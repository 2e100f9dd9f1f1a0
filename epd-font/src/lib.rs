//! Shared types for the EPD bitmap font format
//!
//! This crate is used by:
//! - `epd-fontconvert` (asset pipeline, writes `.epd_fb` files)
//! - device-side tooling and tests that need to read them back
//!
//! # Modules
//!
//! - [`formats`] - Binary records and the `.epd_fb` layout
//! - [`asset`] - Owned [`FontAsset`] root with encode/decode and invariant checks
//! - [`view`] - Zero-copy [`FontView`] reader with glyph lookup and text measurement
//! - [`family`] - [`EpdFontFamily`], regular/bold/italic faces with fallback to regular

pub mod asset;
mod error;
pub mod family;
pub mod formats;
pub mod view;

pub use asset::FontAsset;
pub use error::FormatError;
pub use family::{EpdFontFamily, Style};
pub use formats::{
    BinarySerializable, BitDepth, EPD_FONT_EXT, EpdFontHeader, EpdGlyph, EpdUnicodeInterval,
    SECTION_ALIGN,
};
pub use view::{FontView, TextBounds};
//! Style families of `.epd_fb` fonts
//!
//! Groups up to four faces of one typeface. Only the regular face is
//! required; a style without its own face renders with the regular one.

use crate::formats::{BitDepth, EpdGlyph};
use crate::view::FontView;

/// Face selector within a [`EpdFontFamily`]
#[derive(Debug, Clone, Copy, PartialEq, Eq, Hash, Default)]
#[repr(u8)]
pub enum Style {
    #[default]
    Regular = 0,
    Bold = 1,
    Italic = 2,
    BoldItalic = 3,
}

impl Style {
    pub const ALL: [Style; 4] = [Style::Regular, Style::Bold, Style::Italic, Style::BoldItalic];

    pub fn from_u8(value: u8) -> Option<Self> {
        Self::ALL.get(usize::from(value)).copied()
    }
}

/// Regular face plus optional bold, italic and bold-italic faces.
#[derive(Debug, Clone, Copy)]
pub struct EpdFontFamily<'a> {
    regular: FontView<'a>,
    bold: Option<FontView<'a>>,
    italic: Option<FontView<'a>>,
    bold_italic: Option<FontView<'a>>,
}

impl<'a> EpdFontFamily<'a> {
    pub fn new(regular: FontView<'a>) -> Self {
        Self {
            regular,
            bold: None,
            italic: None,
            bold_italic: None,
        }
    }

    pub fn with_bold(mut self, font: FontView<'a>) -> Self {
        self.bold = Some(font);
        self
    }

    pub fn with_italic(mut self, font: FontView<'a>) -> Self {
        self.italic = Some(font);
        self
    }

    pub fn with_bold_italic(mut self, font: FontView<'a>) -> Self {
        self.bold_italic = Some(font);
        self
    }

    /// Whether `style` has a face of its own
    pub fn has_style(&self, style: Style) -> bool {
        match style {
            Style::Regular => true,
            Style::Bold => self.bold.is_some(),
            Style::Italic => self.italic.is_some(),
            Style::BoldItalic => self.bold_italic.is_some(),
        }
    }

    /// Face used for `style`, the regular face if it has none
    pub fn font(&self, style: Style) -> &FontView<'a> {
        let face = match style {
            Style::Regular => None,
            Style::Bold => self.bold.as_ref(),
            Style::Italic => self.italic.as_ref(),
            Style::BoldItalic => self.bold_italic.as_ref(),
        };
        face.unwrap_or(&self.regular)
    }

    pub fn ascender(&self, style: Style) -> i32 {
        self.font(style).ascender()
    }

    pub fn descender(&self, style: Style) -> i32 {
        self.font(style).descender()
    }

    pub fn line_height(&self, style: Style) -> u8 {
        self.font(style).advance_y()
    }

    pub fn bit_depth(&self, style: Style) -> BitDepth {
        self.font(style).bit_depth()
    }

    pub fn bitmap(&self, style: Style) -> &'a [u8] {
        self.font(style).bitmap()
    }

    pub fn find_glyph(&self, code_point: u32, style: Style) -> Option<EpdGlyph> {
        self.font(style).find_glyph(code_point)
    }

    pub fn text_dimensions(&self, text: &str, style: Style) -> (i32, i32) {
        self.font(style).text_dimensions(text)
    }

    pub fn has_printable_chars(&self, text: &str, style: Style) -> bool {
        self.font(style).has_printable_chars(text)
    }
}

#[cfg(test)]
mod tests {
    use super::*;
    use crate::asset::FontAsset;
    use crate::formats::EpdUnicodeInterval;

    /// One solid glyph for 'A', `width` pixels wide, with distinct metrics
    fn face(width: u8, line_height: u8, is_2bit: bool) -> Vec<u8> {
        let depth = BitDepth::from_is_2bit(is_2bit);
        let len = depth.packed_len(usize::from(width), 2);
        FontAsset {
            bitmap: vec![0xFF; len],
            glyphs: vec![EpdGlyph {
                width,
                height: 2,
                advance_x: width + 1,
                left: 0,
                top: 2,
                data_length: len as u16,
                data_offset: 0,
            }],
            intervals: vec![EpdUnicodeInterval::new('A' as u32, 'A' as u32, 0)],
            advance_y: line_height,
            ascender: i32::from(line_height) - 2,
            descender: -2,
            is_2bit,
        }
        .encode()
    }

    #[test]
    fn test_missing_styles_fall_back_to_regular() {
        let regular = face(3, 10, false);
        let family = EpdFontFamily::new(FontView::parse(&regular).unwrap());

        for style in Style::ALL {
            assert_eq!(family.has_style(style), style == Style::Regular);
            assert_eq!(family.line_height(style), 10);
            assert_eq!(family.ascender(style), 8);
            assert_eq!(family.descender(style), -2);
            assert_eq!(family.bit_depth(style), BitDepth::One);
            assert_eq!(family.find_glyph('A' as u32, style).unwrap().width, 3);
            assert_eq!(family.text_dimensions("A", style), (3, 2));
        }
    }

    #[test]
    fn test_styles_use_their_own_face() {
        let regular = face(3, 10, false);
        let bold = face(5, 12, true);
        let italic = face(4, 11, false);
        let family = EpdFontFamily::new(FontView::parse(&regular).unwrap())
            .with_bold(FontView::parse(&bold).unwrap())
            .with_italic(FontView::parse(&italic).unwrap());

        assert_eq!(family.line_height(Style::Bold), 12);
        assert_eq!(family.bit_depth(Style::Bold), BitDepth::Two);
        assert_eq!(family.find_glyph('A' as u32, Style::Bold).unwrap().width, 5);
        assert_eq!(family.bitmap(Style::Bold).len(), 3);
        assert_eq!(family.text_dimensions("A", Style::Italic), (4, 2));

        // no bold-italic face
        assert!(!family.has_style(Style::BoldItalic));
        assert_eq!(family.line_height(Style::BoldItalic), 10);
        assert_eq!(family.bit_depth(Style::BoldItalic), BitDepth::One);
    }

    #[test]
    fn test_missing_glyph_in_styled_face() {
        let regular = face(3, 10, false);
        let family = EpdFontFamily::new(FontView::parse(&regular).unwrap());
        assert!(family.find_glyph('B' as u32, Style::Italic).is_none());
        assert!(family.has_printable_chars("A", Style::BoldItalic));
        assert!(!family.has_printable_chars("B", Style::Bold));
    }

    #[test]
    fn test_style_from_u8() {
        assert_eq!(Style::from_u8(0), Some(Style::Regular));
        assert_eq!(Style::from_u8(3), Some(Style::BoldItalic));
        assert_eq!(Style::from_u8(4), None);
        assert_eq!(Style::default(), Style::Regular);
    }
}
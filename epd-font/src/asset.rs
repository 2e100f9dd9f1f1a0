//! Owned font asset (the root of a `.epd_fb` file)

use crate::error::FormatError;
use crate::formats::{
    BinarySerializable, BitDepth, EpdFontHeader, EpdGlyph, EpdUnicodeInterval, align_section,
};
use crate::view::FontView;

/// Fully built font: packed bitmap blob, glyph records, coverage intervals
/// and face metrics.
///
/// Glyphs are stored in ascending code point order. The glyph at index `i`
/// belongs to the `i`-th code point when the intervals are walked in order.
#[derive(Debug, Clone, PartialEq, Eq, Default)]
pub struct FontAsset {
    /// Concatenated packed glyph bitmaps
    pub bitmap: Vec<u8>,
    pub glyphs: Vec<EpdGlyph>,
    pub intervals: Vec<EpdUnicodeInterval>,
    /// Line height in pixels
    pub advance_y: u8,
    pub ascender: i32,
    pub descender: i32,
    pub is_2bit: bool,
}

impl FontAsset {
    pub fn bit_depth(&self) -> BitDepth {
        BitDepth::from_is_2bit(self.is_2bit)
    }

    /// Size of the encoded blob in bytes
    pub fn encoded_len(&self) -> usize {
        let (_, _, intervals_offset) = self.section_offsets();
        intervals_offset + vector_len(self.intervals.len(), EpdUnicodeInterval::SIZE)
    }

    fn section_offsets(&self) -> (usize, usize, usize) {
        let bitmap_offset = align_section(EpdFontHeader::SIZE);
        let glyphs_offset = bitmap_offset + vector_len(self.bitmap.len(), 1);
        let intervals_offset = glyphs_offset + vector_len(self.glyphs.len(), EpdGlyph::SIZE);
        (bitmap_offset, glyphs_offset, intervals_offset)
    }

    /// Encode to the `.epd_fb` byte layout
    pub fn encode(&self) -> Vec<u8> {
        let (bitmap_offset, glyphs_offset, intervals_offset) = self.section_offsets();
        let header = EpdFontHeader {
            bitmap_offset: bitmap_offset as u32,
            glyphs_offset: glyphs_offset as u32,
            intervals_offset: intervals_offset as u32,
            advance_y: self.advance_y,
            ascender: self.ascender,
            descender: self.descender,
            is_2bit: self.is_2bit,
        };

        let mut out = Vec::with_capacity(self.encoded_len());
        out.extend_from_slice(&header.to_bytes());
        pad_section(&mut out);

        out.extend_from_slice(&(self.bitmap.len() as u32).to_le_bytes());
        out.extend_from_slice(&self.bitmap);
        pad_section(&mut out);

        write_records(&mut out, &self.glyphs);
        write_records(&mut out, &self.intervals);
        out
    }

    /// Decode an owned asset from a blob
    pub fn decode(bytes: &[u8]) -> Result<Self, FormatError> {
        FontView::parse(bytes).map(|view| view.to_asset())
    }

    /// Check the cross-table invariants an embedded reader relies on:
    ///
    /// - each glyph's `data_length` matches its packed size for the bit depth
    /// - glyph data is contiguous from offset 0 and covers the whole bitmap
    /// - intervals are non-empty, strictly ascending and non-overlapping
    /// - interval offsets are running code point counts
    /// - one glyph per covered code point
    pub fn validate(&self) -> Result<(), FormatError> {
        let depth = self.bit_depth();
        let mut expected_offset = 0usize;
        for (i, glyph) in self.glyphs.iter().enumerate() {
            let packed = depth.packed_len(glyph.width as usize, glyph.height as usize);
            if glyph.data_length as usize != packed {
                return Err(FormatError::Invariant(format!(
                    "glyph {} is {}x{} ({}) but declares {} bytes, expected {}",
                    i, glyph.width, glyph.height, depth, glyph.data_length, packed
                )));
            }
            if glyph.data_offset as usize != expected_offset {
                return Err(FormatError::Invariant(format!(
                    "glyph {} data offset {} does not follow previous glyph (expected {})",
                    i, glyph.data_offset, expected_offset
                )));
            }
            expected_offset = glyph.data_end();
        }
        if expected_offset != self.bitmap.len() {
            return Err(FormatError::Invariant(format!(
                "glyph data covers {} bytes but bitmap holds {}",
                expected_offset,
                self.bitmap.len()
            )));
        }

        let mut covered = 0u64;
        let mut previous: Option<&EpdUnicodeInterval> = None;
        for (i, interval) in self.intervals.iter().enumerate() {
            if interval.first > interval.last {
                return Err(FormatError::Invariant(format!(
                    "interval {} is inverted ({:#x} > {:#x})",
                    i, interval.first, interval.last
                )));
            }
            if let Some(prev) = previous {
                if interval.first <= prev.last {
                    return Err(FormatError::Invariant(format!(
                        "interval {} starts at {:#x}, not after previous end {:#x}",
                        i, interval.first, prev.last
                    )));
                }
            }
            if u64::from(interval.offset) != covered {
                return Err(FormatError::Invariant(format!(
                    "interval {} offset {} != preceding code point count {}",
                    i, interval.offset, covered
                )));
            }
            covered += u64::from(interval.len());
            previous = Some(interval);
        }
        if covered != self.glyphs.len() as u64 {
            return Err(FormatError::Invariant(format!(
                "intervals cover {} code points but there are {} glyphs",
                covered,
                self.glyphs.len()
            )));
        }

        Ok(())
    }
}

/// Encoded size of a vector section (count prefix, elements, padding)
fn vector_len(count: usize, element_size: usize) -> usize {
    align_section(4 + count * element_size)
}

fn pad_section(out: &mut Vec<u8>) {
    out.resize(align_section(out.len()), 0);
}

fn write_records<T: BinarySerializable>(out: &mut Vec<u8>, records: &[T]) {
    out.extend_from_slice(&(records.len() as u32).to_le_bytes());
    for record in records {
        out.extend_from_slice(&record.serialize());
    }
    pad_section(out);
}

### Problem to work on
Where the line holding "code point counts" appears in the listing above, start reproducing exactly, and end with the line holding "if u64::from(interval.offset) != covered".

### The completed task
    /// - interval offsets are running code point counts
    /// - one glyph per covered code point
    pub fn validate(&self) -> Result<(), FormatError> {
        let depth = self.bit_depth();
        let mut expected_offset = 0usize;
        for (i, glyph) in self.glyphs.iter().enumerate() {
            let packed = depth.packed_len(glyph.width as usize, glyph.height as usize);
            if glyph.data_length as usize != packed {
                return Err(FormatError::Invariant(format!(
                    "glyph {} is {}x{} ({}) but declares {} bytes, expected {}",
                    i, glyph.width, glyph.height, depth, glyph.data_length, packed
                )));
            }
            if glyph.data_offset as usize != expected_offset {
                return Err(FormatError::Invariant(format!(
                    "glyph {} data offset {} does not follow previous glyph (expected {})",
                    i, glyph.data_offset, expected_offset
                )));
            }
            expected_offset = glyph.data_end();
        }
        if expected_offset != self.bitmap.len() {
            return Err(FormatError::Invariant(format!(
                "glyph data covers {} bytes but bitmap holds {}",
                expected_offset,
                self.bitmap.len()
            )));
        }

        let mut covered = 0u64;
        let mut previous: Option<&EpdUnicodeInterval> = None;
        for (i, interval) in self.intervals.iter().enumerate() {
            if interval.first > interval.last {
                return Err(FormatError::Invariant(format!(
                    "interval {} is inverted ({:#x} > {:#x})",
                    i, interval.first, interval.last
                )));
            }
            if let Some(prev) = previous {
                if interval.first <= prev.last {
                    return Err(FormatError::Invariant(format!(
                        "interval {} starts at {:#x}, not after previous end {:#x}",
                        i, interval.first, prev.last
                    )));
                }
            }
            if u64::from(interval.offset) != covered {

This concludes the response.